李瑥喃喃自语,嘴角逸出冷笑,“或逼我绕行远路,以此拖延我军,挫我锐气。
司马复,你这一手,弄巧成拙了。”
“传我王令!”
他声震四野,“前军都督何在?”
一名身材魁梧的将领策马而出,“末将在!”
“命你率前军五千,大张旗鼓进入磨盘谷。
若遇敌军,不必浪战,即刻结阵固守,吸引司马复的全部注意!”
“遵命!”
“中军主力,随我转向东北,沿此间溪谷,急行军!”
李瑥马鞭遥指一个不起眼的方向,“司马复的注意力既被磨盘谷所吸引,其主力必埋伏于左近,企图侧击我滞留之师。

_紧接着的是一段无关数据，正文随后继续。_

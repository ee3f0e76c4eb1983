//! hOCR rendering.
//!
//! Writes the layout as an HTML document using the hOCR microformat classes
//! `ocr_page`, `ocr_carea`, `ocr_par`, `ocr_line` and `ocrx_word`. The
//! djvused coordinate system grows upward from the bottom of the page while
//! hOCR grows downward, so every box is flipped against the page height.

use std::fmt::Write as _;

use crate::error::{Error, Result};
use crate::model::{BoundingBox, Level, NodeId, Tree};

use super::RenderOptions;

const CAPABILITIES: &str = "ocr_page ocr_carea ocr_par ocr_line ocrx_word";

/// Convert a layout to an hOCR document.
pub fn to_hocr(tree: &Tree, options: &RenderOptions) -> Result<String> {
    let page = tree.root().ok_or(Error::EmptyTree)?;
    let page_height = tree.bbox(page).map(|b| b.y2).unwrap_or_default();

    let mut out = String::new();
    out.push_str("<!DOCTYPE html>\n<html>\n<head>\n");
    let _ = writeln!(
        out,
        "<title>{}</title>",
        escape_html(options.title.as_deref().unwrap_or(""))
    );
    out.push_str("<meta http-equiv=\"Content-Type\" content=\"text/html; charset=utf-8\"/>\n");
    let _ = writeln!(
        out,
        "<meta name=\"ocr-capabilities\" content=\"{}\"/>",
        CAPABILITIES
    );
    out.push_str("</head>\n<body>\n");

    let writer = HocrWriter {
        tree,
        page_height,
        indent: options.indent,
    };
    writer.element(&mut out, page, 0)?;

    out.push_str("</body>\n</html>\n");
    Ok(out)
}

struct HocrWriter<'a> {
    tree: &'a Tree,
    page_height: f32,
    indent: usize,
}

impl HocrWriter<'_> {
    fn element(&self, out: &mut String, id: NodeId, depth: usize) -> Result<()> {
        let node = self
            .tree
            .get(id)
            .ok_or_else(|| Error::Render("dangling node id".to_string()))?;
        let (tag, class) = element_for(node.level);
        let title = self.title(node.bbox);
        let pad = " ".repeat(depth * self.indent);

        if node.level == Level::Line {
            // Words share the line's row.
            let _ = write!(out, "{}<{} class=\"{}\" title=\"{}\">", pad, tag, class, title);
            for (i, &word) in node.children().iter().enumerate() {
                if i > 0 {
                    out.push(' ');
                }
                self.word(out, word)?;
            }
            let _ = writeln!(out, "</{}>", tag);
            return Ok(());
        }

        if node.is_leaf() {
            out.push_str(&pad);
            self.word(out, id)?;
            out.push('\n');
            return Ok(());
        }

        let _ = writeln!(out, "{}<{} class=\"{}\" title=\"{}\">", pad, tag, class, title);
        for &child in node.children() {
            self.element(out, child, depth + 1)?;
        }
        let _ = writeln!(out, "{}</{}>", pad, tag);
        Ok(())
    }

    fn word(&self, out: &mut String, id: NodeId) -> Result<()> {
        let node = self
            .tree
            .get(id)
            .ok_or_else(|| Error::Render("dangling node id".to_string()))?;
        let _ = write!(
            out,
            "<span class=\"ocrx_word\" title=\"{}\">{}</span>",
            self.title(node.bbox),
            escape_html(node.text().unwrap_or(""))
        );
        Ok(())
    }

    fn title(&self, bbox: BoundingBox) -> String {
        format!("bbox {}", bbox.flipped(self.page_height))
    }
}

fn element_for(level: Level) -> (&'static str, &'static str) {
    match level {
        Level::Page => ("div", "ocr_page"),
        Level::Column => ("div", "ocr_carea"),
        Level::Paragraph => ("p", "ocr_par"),
        Level::Line => ("span", "ocr_line"),
        Level::Word => ("span", "ocrx_word"),
    }
}

fn escape_html(text: &str) -> String {
    let mut out = String::with_capacity(text.len());
    for c in text.chars() {
        match c {
            '&' => out.push_str("&amp;"),
            '<' => out.push_str("&lt;"),
            '>' => out.push_str("&gt;"),
            '"' => out.push_str("&quot;"),
            _ => out.push(c),
        }
    }
    out
}

/// hOCR input needs an HTML parser, which this crate does not carry.
pub fn from_hocr(_html: &str) -> Result<Tree> {
    Err(Error::Unsupported(
        "reading hOCR requires an HTML parser".to_string(),
    ))
}

#[cfg(test)]
mod tests {
    use super::*;

    fn sample() -> Tree {
        let mut tree = Tree::with_page(BoundingBox::new(0.0, 0.0, 100.0, 200.0));
        let page = tree.root().unwrap();
        let column = tree.new_node(Level::Column, Some(page));
        tree.set_bbox(column, BoundingBox::new(10.0, 150.0, 90.0, 190.0));
        tree.attach_child(page, column).unwrap();
        let para = tree.new_node(Level::Paragraph, Some(column));
        tree.set_bbox(para, BoundingBox::new(10.0, 150.0, 90.0, 190.0));
        tree.attach_child(column, para).unwrap();
        let line = tree.new_node(Level::Line, Some(para));
        tree.set_bbox(line, BoundingBox::new(10.0, 150.0, 90.0, 190.0));
        tree.attach_child(para, line).unwrap();
        for (text, bbox) in [
            ("a<b", BoundingBox::new(10.0, 150.0, 40.0, 190.0)),
            ("&c", BoundingBox::new(50.0, 160.0, 90.0, 190.0)),
        ] {
            let word = tree.new_word(Some(line), text);
            tree.set_bbox(word, bbox);
            tree.attach_child(line, word).unwrap();
        }
        tree
    }

    #[test]
    fn test_hocr_structure() {
        let html = to_hocr(&sample(), &RenderOptions::default()).unwrap();
        assert!(html.starts_with("<!DOCTYPE html>\n"));
        assert!(html.contains(CAPABILITIES));
        assert!(html.contains("<div class=\"ocr_page\" title=\"bbox 0 0 100 200\">"));
        assert!(html.contains("<div class=\"ocr_carea\" title=\"bbox 10 10 90 50\">"));
        assert!(html.contains("<p class=\"ocr_par\""));
        assert!(html.contains(
            "<span class=\"ocrx_word\" title=\"bbox 10 10 40 50\">a&lt;b</span> \
             <span class=\"ocrx_word\" title=\"bbox 50 10 90 40\">&amp;c</span></span>"
        ));
        assert!(html.ends_with("</html>\n"));
    }

    #[test]
    fn test_hocr_title() {
        let options = RenderOptions::new().with_title("Scan \"1\"");
        let html = to_hocr(&sample(), &options).unwrap();
        assert!(html.contains("<title>Scan &quot;1&quot;</title>"));
    }

    #[test]
    fn test_from_hocr_unsupported() {
        assert!(matches!(from_hocr("<html/>"), Err(Error::Unsupported(_))));
    }
}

我军便将计就计,反客为主,抢在他动作之前,直插其侧翼!”
军令下达,五千前军重整队列,军旗招展,鼓声隆隆,浩浩荡荡向着磨盘谷进发。
李瑥亲率的三万五千主力则悄然转向,没入东北方向的隐蔽溪谷。
磨盘谷中,蜀军前军依令而行,步步为营。
兵士手持盾牌,长戟如林,警惕扫视着两侧高坡。
果然,当队伍行至谷地中央时,两侧山坡上突然响起尖锐的梆子声,紧接着,稀疏的箭矢抛射而下,力道疲软,与其说是攻击,不如说是挑衅。
“结阵!”
前军将领厉声大喝。
前军都是精悍老卒,训练有素,迅速向中心收缩,转瞬结成坚固圆阵,盾牌在外,长戟朝天,静待敌军出现。
正如李瑥所料,真正的攻击并非来自谷口。
几乎就在同时,西侧的山林中,无数旌旗涌动,司马军主力如潮水般从隐蔽的阵地中现身,阵列严整,直逼谷中蜀军的侧翼,意图一举将其压垮。
司马氏的帅旗出现在一处高坡上。
司马复身披玄甲,面容平静,只是在看到蜀军前军迅速结阵固守时,眉毛微微一挑。
他正欲下令全线压上,彻底吃掉这股诱饵,但就在他的部队阵列尚未完全展开之际,东北方向的山丘之后,响起沉闷而连绵的号角声!
呜——呜——
司马复转头,瞳孔收缩。
只见东北方向的山丘棱线上,漫山遍野出现了蜀军旗帜。
三万五千蜀军主力,凭借着快速的迂回急行军,竟抢先一步出现在司马军主力的右翼!
李瑥的战术意图明确而狠辣:以偏师为饵,诱出伏虎,再以主力雷霆一击。
喊杀声震天动地,蜀军将士士气如虹,朝着司马军暴露的侧翼猛扑过来。
司马军阵中出现短暂骚乱,侧翼面对突如其来的打击,阵脚一时不稳。
但高处帅旗之下的司马复神情迅速恢复平静。
他对身旁的传令官下令:“即刻执行磐石案。
后军转前军,弓弩手交替掩护,全军向鹰嘴崖高地梯次收缩,结车阵。”
令旗挥动,战场上原本急促的进攻金鼓声戛然而止,取而代之的是鸣金声。
司马军展现出了惊人的训练素质与纪律性。